(Exercise data):
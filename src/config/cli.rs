use crate::utils::error::Result;
use clap::{Subcommand, ValueEnum};
use std::fs;
use std::io::Read;
use std::path::Path;

#[derive(Debug, Clone, Subcommand)]
pub enum Command {
    /// Score one neighborhood from a JSON indicator set
    Calculate {
        /// JSON file, or `-` for stdin
        #[arg(default_value = "-")]
        input: String,
    },
    /// Print the example indicator set
    Example,
    /// List indicator definitions with their weights
    Indicators,
    /// Print category and indicator weights
    Weights,
    /// Score and write a data analysis report
    Report {
        #[arg(default_value = "-")]
        input: String,
        #[arg(long, value_enum, default_value_t = ReportFormat::Markdown)]
        format: ReportFormat,
        /// Write the report to a file instead of stdout
        #[arg(long)]
        output: Option<String>,
    },
    /// Environmental trend across yearly observations
    Trend {
        #[arg(default_value = "-")]
        input: String,
    },
    /// Score every row of a CSV file
    Batch {
        input: String,
        /// Output CSV path (stdout when omitted)
        #[arg(long)]
        output: Option<String>,
    },
}

impl Command {
    pub fn name(&self) -> &'static str {
        match self {
            Command::Calculate { .. } => "calculate",
            Command::Example => "example",
            Command::Indicators => "indicators",
            Command::Weights => "weights",
            Command::Report { .. } => "report",
            Command::Trend { .. } => "trend",
            Command::Batch { .. } => "batch",
        }
    }

    /// Whether the command can be served by a remote scoring service.
    pub fn supports_remote(&self) -> bool {
        !matches!(self, Command::Trend { .. } | Command::Batch { .. })
    }
}

#[derive(Debug, Clone, Copy, PartialEq, Eq, ValueEnum)]
pub enum ReportFormat {
    Markdown,
    Json,
}

/// Input and output files relative to the working directory; `-` means stdin.
#[derive(Debug, Clone, Default)]
pub struct LocalFiles;

impl LocalFiles {
    pub fn read_to_string(&self, path: &str) -> Result<String> {
        if path == "-" {
            let mut buffer = String::new();
            std::io::stdin().read_to_string(&mut buffer)?;
            return Ok(buffer);
        }
        Ok(fs::read_to_string(path)?)
    }

    pub fn read_json(&self, path: &str) -> Result<serde_json::Value> {
        let content = self.read_to_string(path)?;
        Ok(serde_json::from_str(&content)?)
    }

    pub fn write_file(&self, path: &str, data: &[u8]) -> Result<()> {
        let full_path = Path::new(path);

        if let Some(parent) = full_path.parent() {
            if !parent.as_os_str().is_empty() {
                fs::create_dir_all(parent)?;
            }
        }

        fs::write(full_path, data)?;
        Ok(())
    }
}

#[cfg(test)]
mod tests {
    use super::*;
    use tempfile::TempDir;

    #[test]
    fn test_write_creates_parent_dirs() {
        let temp_dir = TempDir::new().unwrap();
        let path = temp_dir.path().join("reports/2024/report.md");
        let path = path.to_str().unwrap();

        LocalFiles.write_file(path, b"# Report").unwrap();
        assert_eq!(LocalFiles.read_to_string(path).unwrap(), "# Report");
    }

    #[test]
    fn test_read_json_rejects_garbage() {
        let temp_dir = TempDir::new().unwrap();
        let path = temp_dir.path().join("input.json");
        fs::write(&path, "not json").unwrap();

        assert!(LocalFiles.read_json(path.to_str().unwrap()).is_err());
    }

    #[test]
    fn test_remote_support() {
        assert!(Command::Example.supports_remote());
        assert!(!Command::Trend {
            input: "-".to_string()
        }
        .supports_remote());
    }
}
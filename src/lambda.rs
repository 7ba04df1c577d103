use lambda_runtime::{run, service_fn, Error, LambdaEvent};
use sustainability_index::utils::logger;
use sustainability_index::{ApiRequest, ApiResponse, LambdaConfig, ScoringService, SustainabilityEngine};

async fn function_handler(
    service: &ScoringService,
    event: LambdaEvent<ApiRequest>,
) -> Result<ApiResponse, Error> {
    tracing::info!(
        request_id = %event.context.request_id,
        route = ?event.payload.route,
        "Handling sustainability request"
    );

    let response = service.handle(&event.payload);

    tracing::info!(status = response.status, "Request completed");
    Ok(response)
}

#[tokio::main]
async fn main() -> Result<(), Error> {
    logger::init_lambda_logger();

    // 配置錯誤直接讓冷啟動失敗
    let lambda_config = LambdaConfig::from_env()?;
    let engine = SustainabilityEngine::new(lambda_config.scoring_config()?)?;
    let service = ScoringService::new(engine);
    tracing::info!("Sustainability Lambda ready");

    let service = &service;
    run(service_fn(move |event| async move { function_handler(service, event).await })).await
}
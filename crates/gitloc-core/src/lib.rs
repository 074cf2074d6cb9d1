//! Parsing and repository resolution for `git://` style resource locators.
//!
//! A locator such as `git:///srv/repo/src/lib.rs#v1.0?depth=1` names a file
//! inside a repository at a revision. [`locator::parse_locator`] splits it
//! into components; [`PathInformation`] resolves those against a repository
//! found by a [`repository::RepositoryLocator`].

pub mod config;
pub mod error;
pub mod locator;
pub mod logging;
pub mod path_info;
pub mod repository;

pub use error::{LocatorError, LocatorResult, RepositoryError};
pub use locator::{parse_locator, Arguments, ParsedComponents, GLOBAL_PATH_HOST};
pub use path_info::{PathInformation, DEFAULT_REF};
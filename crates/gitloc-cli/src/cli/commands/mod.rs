//! CLI command handlers, one per file.

mod config;
mod parse;
mod resolve;

pub use config::run_config;
pub use parse::run_parse;
pub use resolve::run_resolve;

#[cfg(test)]
pub(crate) use parse::format_components;
#[cfg(test)]
pub(crate) use resolve::format_info;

(Work to complete): Please output the full listing, keeping every character the same.

(Reply to the exercise):
filename src/config/cli.rs
use crate::utils::error::Result;
use clap::{Subcommand, ValueEnum};
use std::fs;
use std::io::Read;
use std::path::Path;

#[derive(Debug, Clone, Subcommand)]
pub enum Command {
    /// Score one neighborhood from a JSON indicator set
    Calculate {
        /// JSON file, or `-` for stdin
        #[arg(default_value = "-")]
        input: String,
    },
    /// Print the example indicator set
    Example,
    /// List indicator definitions with their weights
    Indicators,
    /// Print category and indicator weights
    Weights,
    /// Score and write a data analysis report
    Report {
        #[arg(default_value = "-")]
        input: String,
        #[arg(long, value_enum, default_value_t = ReportFormat::Markdown)]
        format: ReportFormat,
        /// Write the report to a file instead of stdout
        #[arg(long)]
        output: Option<String>,
    },
    /// Environmental trend across yearly observations
    Trend {
        #[arg(default_value = "-")]
        input: String,
    },
    /// Score every row of a CSV file
    Batch {
        input: String,
        /// Output CSV path (stdout when omitted)
        #[arg(long)]
        output: Option<String>,
    },
}

impl Command {
    pub fn name(&self) -> &'static str {
        match self {
            Command::Calculate { .. } => "calculate",
            Command::Example => "example",
            Command::Indicators => "indicators",
            Command::Weights => "weights",
            Command::Report { .. } => "report",
            Command::Trend { .. } => "trend",
            Command::Batch { .. } => "batch",
        }
    }

    /// Whether the command can be served by a remote scoring service.
    pub fn supports_remote(&self) -> bool {
        !matches!(self, Command::Trend { .. } | Command::Batch { .. })
    }
}

#[derive(Debug, Clone, Copy, PartialEq, Eq, ValueEnum)]
pub enum ReportFormat {
    Markdown,
    Json,
}

/// Input and output files relative to the working directory; `-` means stdin.
#[derive(Debug, Clone, Default)]
pub struct LocalFiles;

impl LocalFiles {
    pub fn read_to_string(&self, path: &str) -> Result<String> {
        if path == "-" {
            let mut buffer = String::new();
            std::io::stdin().read_to_string(&mut buffer)?;
            return Ok(buffer);
        }
        Ok(fs::read_to_string(path)?)
    }

    pub fn read_json(&self, path: &str) -> Result<serde_json::Value> {
        let content = self.read_to_string(path)?;
        Ok(serde_json::from_str(&content)?)
    }

    pub fn write_file(&self, path: &str, data: &[u8]) -> Result<()> {
        let full_path = Path::new(path);

        if let Some(parent) = full_path.parent() {
            if !parent.as_os_str().is_empty() {
                fs::create_dir_all(parent)?;
            }
        }

        fs::write(full_path, data)?;
        Ok(())
    }
}

#[cfg(test)]
mod tests {
    use super::*;
    use tempfile::TempDir;

    #[test]
    fn test_write_creates_parent_dirs() {
        let temp_dir = TempDir::new().unwrap();
        let path = temp_dir.path().join("reports/2024/report.md");
        let path = path.to_str().unwrap();

        LocalFiles.write_file(path, b"# Report").unwrap();
        assert_eq!(LocalFiles.read_to_string(path).unwrap(), "# Report");
    }

    #[test]
    fn test_read_json_rejects_garbage() {
        let temp_dir = TempDir::new().unwrap();
        let path = temp_dir.path().join("input.json");
        fs::write(&path, "not json").unwrap();

        assert!(LocalFiles.read_json(path.to_str().unwrap()).is_err());
    }

    #[test]
    fn test_remote_support() {
        assert!(Command::Example.supports_remote());
        assert!(!Command::Trend {
            input: "-".to_string()
        }
        .supports_remote());
    }
}
filename src/lambda.rs
repository 7ba04df1c577d103
use lambda_runtime::{run, service_fn, Error, LambdaEvent};
use sustainability_index::utils::logger;
use sustainability_index::{ApiRequest, ApiResponse, LambdaConfig, ScoringService, SustainabilityEngine};

async fn function_handler(
    service: &ScoringService,
    event: LambdaEvent<ApiRequest>,
) -> Result<ApiResponse, Error> {
    tracing::info!(
        request_id = %event.context.request_id,
        route = ?event.payload.route,
        "Handling sustainability request"
    );

    let response = service.handle(&event.payload);

    tracing::info!(status = response.status, "Request completed");
    Ok(response)
}

#[tokio::main]
async fn main() -> Result<(), Error> {
    logger::init_lambda_logger();

    // 配置錯誤直接讓冷啟動失敗
    let lambda_config = LambdaConfig::from_env()?;
    let engine = SustainabilityEngine::new(lambda_config.scoring_config()?)?;
    let service = ScoringService::new(engine);
    tracing::info!("Sustainability Lambda ready");

    let service = &service;
    run(service_fn(move |event| async move { function_handler(service, event).await })).await
}
filename crates/gitloc-core/src/lib.rs
repository 074cf2074d6cb9d1
//! Parsing and repository resolution for `git://` style resource locators.
//!
//! A locator such as `git:///srv/repo/src/lib.rs#v1.0?depth=1` names a file
//! inside a repository at a revision. [`locator::parse_locator`] splits it
//! into components; [`PathInformation`] resolves those against a repository
//! found by a [`repository::RepositoryLocator`].

pub mod config;
pub mod error;
pub mod locator;
pub mod logging;
pub mod path_info;
pub mod repository;

pub use error::{LocatorError, LocatorResult, RepositoryError};
pub use locator::{parse_locator, Arguments, ParsedComponents, GLOBAL_PATH_HOST};
pub use path_info::{PathInformation, DEFAULT_REF};
filename crates/gitloc-cli/src/cli/commands/mod.rs
//! CLI command handlers, one per file.

mod config;
mod parse;
mod resolve;

pub use config::run_config;
pub use parse::run_parse;
pub use resolve::run_resolve;

#[cfg(test)]
pub(crate) use parse::format_components;
#[cfg(test)]
pub(crate) use resolve::format_info;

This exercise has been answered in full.